A tow truck finally came and changed the tire.  Before that some guy pulled over and asked me what was wrong.  He said he would change the tire for me, but I told him I already have a tow truck on the way.  He seemed nice enough, but I’ve seen enough TV shows to know that he was probably a serial killer.  It’s times like that when I’m glad I have a 100lb dog with me.  Isn’t that terrible?  One can no longer trust the kindness of strangers.  (If in fact he was going to be kind and not chop me up into little pieces and throw me into the woods.)

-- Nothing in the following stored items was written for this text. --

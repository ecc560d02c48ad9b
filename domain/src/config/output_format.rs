//! Output format value object

use serde::{Deserialize, Serialize};

/// How a finished quiz result is rendered
///
/// This is a domain concept shared by the config file and the CLI.
#[derive(Debug, Clone, Copy, PartialEq, Eq, Default, Serialize, Deserialize)]
#[serde(rename_all = "lowercase")]
pub enum OutputFormat {
    /// Type code, description and per-axis tally (default)
    #[default]
    Full,
    /// Only the four-letter type code
    Code,
    /// JSON output
    Json,
    /// One-line share text
    Share,
}

impl OutputFormat {
    pub fn as_str(&self) -> &'static str {
        match self {
            OutputFormat::Full => "full",
            OutputFormat::Code => "code",
            OutputFormat::Json => "json",
            OutputFormat::Share => "share",
        }
    }
}

#[cfg(test)]
mod tests {
    use super::*;

    #[test]
    fn test_default_is_full() {
        assert_eq!(OutputFormat::default(), OutputFormat::Full);
    }

    #[test]
    fn test_serialize_lowercase() {
        let json = serde_json::to_string(&OutputFormat::Share).unwrap();
        assert_eq!(json, "\"share\"");
    }

    #[test]
    fn test_deserialize_lowercase() {
        let format: OutputFormat = serde_json::from_str("\"code\"").unwrap();
        assert_eq!(format, OutputFormat::Code);
    }
}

And then to top it off, one tow truck with an official “westchester.gov” address on the back showed up and the man was very nice, afraid of the dog and said he could change the tire.  He was almost done when ANOTHER tow truck showed up and the 2nd guy started saying that the first guy shouldn’t have helped me because HE was the truck that was dispatched by the county police.  I just wanted to get out of there.  I found out later from my sister and brother-in-law that Westchester County (that’s the one north of  the Bronx for all of you getting your maps out) has these “help” trucks that patrol the highways and help people with flat tires, cars that overheat, etc.

It was all very creepy and I’m just really glad it was in the middle of the afternoon and not the middle of the night.  My cell was barely getting reception up there.  Thank goodness my sister was available to meet me, take my doggie and all my stuff and bring it home with her while I went to a Sears Automotive place and got the tire changed.   It took 3 hours and cost me much more than the $156.00 for the new tire since I spent those 3 hours at the mall.  (I hate shopping and I hate malls, but I had no choice I had to shop.)

But I learned quite a bit!   I now know where the spare tire is on my car, how to get to it, where the special thingy is to take off the one lug nut on the tire that is “locked”, what a lug nut is, not to drive 70 mph with a doughnut instead of a real tire and, most importantly, that I can take care of myself even though I wanted to cry.

So Happy 4th of July to everyone.  I got me some independence today.  I learned how to get a flat tire changed!